- **EXERCISE MATERIAL**:
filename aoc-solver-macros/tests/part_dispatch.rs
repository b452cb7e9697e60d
use aoc_solver::{AocParser, AocSolver, ParseError, PartSolver, SolveError, Solver};

#[derive(Debug, Default)]
struct Readings {
    values: Vec<i64>,
    total: Option<i64>,
}

#[derive(AocSolver)]
#[aoc_solver(max_parts = 3)]
struct Sensor;

impl AocParser for Sensor {
    type SharedData<'a> = Readings;

    fn parse(input: &str) -> Result<Self::SharedData<'_>, ParseError> {
        let values = input
            .split_whitespace()
            .map(|w| {
                w.parse()
                    .map_err(|_| ParseError::InvalidFormat(format!("not a number: {w}")))
            })
            .collect::<Result<_, _>>()?;
        Ok(Readings {
            values,
            total: None,
        })
    }
}

impl PartSolver<1> for Sensor {
    fn solve(shared: &mut Self::SharedData<'_>) -> Result<String, SolveError> {
        let total = shared.values.iter().sum();
        shared.total = Some(total);
        Ok(total.to_string())
    }
}

// Depends on the total cached by part 1
impl PartSolver<2> for Sensor {
    fn solve(shared: &mut Self::SharedData<'_>) -> Result<String, SolveError> {
        let total = shared
            .total
            .ok_or_else(|| SolveError::SolveFailed("part 1 has not run".into()))?;
        Ok((total * 2).to_string())
    }
}

impl PartSolver<3> for Sensor {
    fn solve(shared: &mut Self::SharedData<'_>) -> Result<String, SolveError> {
        shared
            .values
            .iter()
            .max()
            .map(ToString::to_string)
            .ok_or_else(|| SolveError::SolveFailed("no readings".into()))
    }
}

#[test]
fn test_parts_constant_matches_attribute() {
    assert_eq!(<Sensor as Solver>::PARTS, 3);
}

#[test]
fn test_dispatch_reaches_each_part() {
    let mut shared = Sensor::parse("4 -1 7").unwrap();
    assert_eq!(Sensor::solve_part(&mut shared, 1).unwrap(), "10");
    assert_eq!(Sensor::solve_part(&mut shared, 2).unwrap(), "20");
    assert_eq!(Sensor::solve_part(&mut shared, 3).unwrap(), "7");
}

#[test]
fn test_dependent_part_fails_without_earlier_part() {
    let mut shared = Sensor::parse("4 -1 7").unwrap();
    assert!(matches!(
        Sensor::solve_part(&mut shared, 2),
        Err(SolveError::SolveFailed(_))
    ));
}

#[test]
fn test_unknown_part_is_not_implemented() {
    let mut shared = Readings::default();
    for part in [0u8, 4, 200] {
        match Sensor::solve_part(&mut shared, part) {
            Err(SolveError::PartNotImplemented(p)) => assert_eq!(p, part),
            other => panic!("expected PartNotImplemented for {part}, got {other:?}"),
        }
    }
}

#[test]
fn test_part_error_is_returned() {
    let mut shared = Readings::default();
    assert!(Sensor::solve_part(&mut shared, 3).is_err());
}
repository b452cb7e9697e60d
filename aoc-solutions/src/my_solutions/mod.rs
pub mod year_2023;
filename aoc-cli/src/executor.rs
//! Parallel executor for running solvers

use crate::cli::ParallelizeBy;
use crate::config::Config;
use crate::error::{ArcExecutorError, ExecutorError};
use crate::input::InputStore;
use aoc_solver::{DynSolver, ParseError, SolverError, SolverRegistry};
use chrono::TimeDelta;
use itertools::Itertools;
use log::{debug, info};
use rayon::prelude::*;
use std::ops::RangeInclusive;
use std::sync::mpsc::Sender;

/// Result from a single solver execution
#[derive(Debug)]
pub struct SolverResult {
    pub year: u16,
    pub day: u8,
    pub part: u8,
    pub answer: Result<String, SolverError>,
    /// `None` when the input never reached a parser
    pub parse_duration: Option<TimeDelta>,
    pub solve_duration: TimeDelta,
}

/// Work item representing a solver to execute
#[derive(Debug, Clone, PartialEq, Eq)]
pub struct WorkItem {
    pub year: u16,
    pub day: u8,
    pub parts: RangeInclusive<u8>,
}

/// Input given on the command line for a single year/day
struct InlineInput {
    year: u16,
    day: u8,
    text: String,
}

/// Parallel executor for running solvers
pub struct Executor {
    sync_executor_config: SyncExecutorConfig,
    thread_pool: rayon::ThreadPool,
}

/// State shared by every worker; only read during execution
struct SyncExecutorConfig {
    registry: SolverRegistry,
    store: InputStore,
    inline_input: Option<InlineInput>,
    parallelize_by: ParallelizeBy,
    year_filter: Option<u16>,
    day_filter: Option<u8>,
    part_filter: Option<u8>,
}

impl Executor {
    /// `inline_input` replaces the stored input of the year/day the config
    /// names in its input override
    pub fn new(
        registry: SolverRegistry,
        config: &Config,
        inline_input: Option<String>,
    ) -> Result<Self, ExecutorError> {
        let thread_pool = rayon::ThreadPoolBuilder::new()
            .num_threads(config.thread_count)
            .build()
            .map_err(|e| ExecutorError::ThreadPool(e.to_string()))?;

        let inline_input = config
            .input_override
            .as_ref()
            .zip(inline_input)
            .map(|(o, text)| InlineInput {
                year: o.year,
                day: o.day,
                text,
            });

        Ok(Self {
            sync_executor_config: SyncExecutorConfig {
                registry,
                store: InputStore::new(config.input_dir.clone()),
                inline_input,
                parallelize_by: config.parallelize_by,
                year_filter: config.year_filter,
                day_filter: config.day_filter,
                part_filter: config.part_filter,
            },
            thread_pool,
        })
    }

    /// Collect work items by filtering from registry metadata
    pub fn collect_work_items(&self) -> Vec<WorkItem> {
        let cfg = &self.sync_executor_config;
        cfg.registry
            .iter_info()
            .filter(|info| cfg.year_filter.is_none_or(|y| info.year == y))
            .filter(|info| cfg.day_filter.is_none_or(|d| info.day == d))
            .map(|info| WorkItem {
                year: info.year,
                day: info.day,
                parts: filter_parts(cfg.part_filter, info.parts),
            })
            .filter(|w| !w.parts.is_empty())
            .collect()
    }

    /// Year/day pairs among `work_items` with no input available
    pub fn missing_inputs(&self, work_items: &[WorkItem]) -> Vec<(u16, u8)> {
        let cfg = &self.sync_executor_config;
        work_items
            .iter()
            .filter(|w| !cfg.has_inline_input(w.year, w.day) && !cfg.store.contains(w.year, w.day))
            .map(|w| (w.year, w.day))
            .collect()
    }

    pub fn input_dir(&self) -> &std::path::Path {
        self.sync_executor_config.store.dir()
    }

    /// Execute all work items and send results to channel
    pub fn execute(&self, tx: Sender<SolverResult>) -> Result<(), ArcExecutorError> {
        let work_items = self.collect_work_items();
        let cfg = &self.sync_executor_config;
        info!(
            "running {} solver(s), parallelized by {:?}",
            work_items.len(),
            cfg.parallelize_by
        );

        match cfg.parallelize_by {
            ParallelizeBy::Sequential => {
                let mut collected_error: Option<ArcExecutorError> = None;
                for work in work_items {
                    if let Err(e) = run_work_item(&work, &tx, cfg) {
                        collected_error = Some(ArcExecutorError::combine_opt(collected_error, e));
                    }
                }
                collected_error.map_or(Ok(()), Err)
            }
            ParallelizeBy::Year => {
                let by_year: Vec<Vec<WorkItem>> = work_items
                    .into_iter()
                    .chunk_by(|w| w.year)
                    .into_iter()
                    .map(|(_, group)| group.collect())
                    .collect();

                self.execute_parallel_grouped(by_year, &tx)
            }
            // Part additionally splits each item in run_work_item
            ParallelizeBy::Day | ParallelizeBy::Part => self.execute_parallel(work_items, &tx),
        }
    }

    fn execute_parallel(
        &self,
        work_items: Vec<WorkItem>,
        tx: &Sender<SolverResult>,
    ) -> Result<(), ArcExecutorError> {
        let cfg = &self.sync_executor_config;

        self.thread_pool.install(|| {
            work_items
                .into_par_iter()
                .map(|work| run_work_item(&work, tx, cfg).err())
                .reduce(|| None, merge_errors)
                .map_or(Ok(()), Err)
        })
    }

    fn execute_parallel_grouped(
        &self,
        groups: Vec<Vec<WorkItem>>,
        tx: &Sender<SolverResult>,
    ) -> Result<(), ArcExecutorError> {
        let cfg = &self.sync_executor_config;

        self.thread_pool.install(|| {
            groups
                .into_par_iter()
                .map(|items| {
                    items
                        .iter()
                        .map(|work| run_work_item(work, tx, cfg).err())
                        .fold(None, merge_errors)
                })
                .reduce(|| None, merge_errors)
                .map_or(Ok(()), Err)
        })
    }
}

impl SyncExecutorConfig {
    fn has_inline_input(&self, year: u16, day: u8) -> bool {
        self.inline_input
            .as_ref()
            .is_some_and(|i| (i.year, i.day) == (year, day))
    }

    /// Inline input if it targets this year/day, otherwise the stored file
    fn load_input(&self, year: u16, day: u8) -> Result<Option<String>, ExecutorError> {
        if let Some(inline) = self
            .inline_input
            .as_ref()
            .filter(|i| (i.year, i.day) == (year, day))
        {
            return Ok(Some(inline.text.clone()));
        }

        self.store
            .get(year, day)
            .map_err(|source| ExecutorError::InputRead { year, day, source })
    }
}

fn merge_errors(
    left: Option<ArcExecutorError>,
    right: Option<ArcExecutorError>,
) -> Option<ArcExecutorError> {
    match (left, right) {
        (Some(l), Some(r)) => Some(ArcExecutorError::combine(l, r)),
        (l, r) => l.or(r),
    }
}

/// Requested parts limited to what the solver implements
#[allow(clippy::reversed_empty_ranges)]
fn filter_parts(part_filter: Option<u8>, max_parts: u8) -> RangeInclusive<u8> {
    match part_filter {
        Some(p) if p <= max_parts => p..=p,
        Some(_) => 1..=0,
        None => 1..=max_parts,
    }
}

/// Load input for one item and solve its parts, sending one result per part.
///
/// Missing inputs and parse failures become per-part error results; only
/// read failures and a closed channel are reported as executor errors.
fn run_work_item(
    work: &WorkItem,
    tx: &Sender<SolverResult>,
    cfg: &SyncExecutorConfig,
) -> Result<(), ArcExecutorError> {
    let (year, day) = (work.year, work.day);

    let input = match cfg.load_input(year, day) {
        Ok(Some(input)) => input,
        Ok(None) => {
            let path = cfg.store.input_path(year, day);
            for part in work.parts.clone() {
                let message = format!("no input file at {}", path.display());
                send(tx, error_result(year, day, part, ParseError::MissingData(message)))?;
            }
            return Ok(());
        }
        Err(e) => {
            let message = e.to_string();
            for part in work.parts.clone() {
                let error = ParseError::Other(message.clone());
                send(tx, error_result(year, day, part, error))?;
            }
            return Err(e.into());
        }
    };
    debug!("{year}/{day:02}: loaded {} bytes of input", input.len());

    if matches!(cfg.parallelize_by, ParallelizeBy::Part) {
        run_parts_parallel(work, &input, tx, &cfg.registry)
    } else {
        run_parts_sequential(work, &input, tx, &cfg.registry)
    }
}

/// Parse once, then solve each part in order
fn run_parts_sequential(
    work: &WorkItem,
    input: &str,
    tx: &Sender<SolverResult>,
    registry: &SolverRegistry,
) -> Result<(), ArcExecutorError> {
    let (year, day) = (work.year, work.day);
    match registry.create_solver(year, day, input) {
        Ok(mut solver) => {
            for part in work.parts.clone() {
                send(tx, solve_part(year, day, part, &mut *solver))?;
            }
        }
        Err(e) => {
            for part in work.parts.clone() {
                send(tx, setup_failure(year, day, part, &e))?;
            }
        }
    }
    Ok(())
}

/// Each part parses its own copy of the input and solves on the pool.
///
/// Results are buffered so the item's parts still leave in order.
fn run_parts_parallel(
    work: &WorkItem,
    input: &str,
    tx: &Sender<SolverResult>,
    registry: &SolverRegistry,
) -> Result<(), ArcExecutorError> {
    let (year, day) = (work.year, work.day);

    let results: Vec<SolverResult> = work
        .parts
        .clone()
        .into_par_iter()
        .map(|part| match registry.create_solver(year, day, input) {
            Ok(mut solver) => solve_part(year, day, part, &mut *solver),
            Err(e) => setup_failure(year, day, part, &e),
        })
        .collect();

    for result in results {
        send(tx, result)?;
    }
    Ok(())
}

fn send(tx: &Sender<SolverResult>, result: SolverResult) -> Result<(), ArcExecutorError> {
    tx.send(result)
        .map_err(|_| ExecutorError::ChannelSend.into())
}

fn error_result(year: u16, day: u8, part: u8, error: ParseError) -> SolverResult {
    SolverResult {
        year,
        day,
        part,
        answer: Err(SolverError::ParseError(error)),
        parse_duration: None,
        solve_duration: TimeDelta::zero(),
    }
}

/// Per-part copy of an error raised before any part could run
fn setup_failure(year: u16, day: u8, part: u8, error: &SolverError) -> SolverResult {
    let answer = match error {
        SolverError::ParseError(e) => SolverError::ParseError(e.clone()),
        SolverError::NotFound(y, d) => SolverError::NotFound(*y, *d),
        SolverError::InvalidYearDay(y, d) => SolverError::InvalidYearDay(*y, *d),
        SolverError::SolveError(e) => SolverError::ParseError(ParseError::Other(e.to_string())),
    };
    SolverResult {
        year,
        day,
        part,
        answer: Err(answer),
        parse_duration: None,
        solve_duration: TimeDelta::zero(),
    }
}

fn solve_part(year: u16, day: u8, part: u8, solver: &mut dyn DynSolver) -> SolverResult {
    let (answer, solve_duration) = match solver.solve(part) {
        Ok(result) => {
            let duration = result.duration();
            (Ok(result.answer), duration)
        }
        Err(e) => (Err(e.into()), TimeDelta::zero()),
    };

    SolverResult {
        year,
        day,
        part,
        answer,
        parse_duration: Some(solver.parse_duration()),
        solve_duration,
    }
}
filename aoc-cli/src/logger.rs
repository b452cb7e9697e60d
//! Minimal `log` backend writing to stderr so answers on stdout stay clean

use log::{LevelFilter, Log, Metadata, Record};

pub(crate) struct StderrLogger;

static STDERR_LOGGER: StderrLogger = StderrLogger;

impl Log for StderrLogger {
    fn enabled(&self, metadata: &Metadata) -> bool {
        metadata.level() <= log::max_level()
    }

    fn log(&self, record: &Record) {
        if !self.enabled(record.metadata()) {
            return;
        }

        eprintln!("[{} {}] {}", record.level(), record.target(), record.args());
    }

    fn flush(&self) {}
}

/// Install the stderr logger with `level` as the global maximum
pub(crate) fn init(level: LevelFilter) -> Result<(), log::SetLoggerError> {
    log::set_logger(&STDERR_LOGGER)?;
    log::set_max_level(level);
    Ok(())
}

- **EXERCISE REQUIREMENTS**: Count every line that holds the word "TimeDelta" in the entries, and state the result alone.

- **PROBLEM SOLUTION**: 6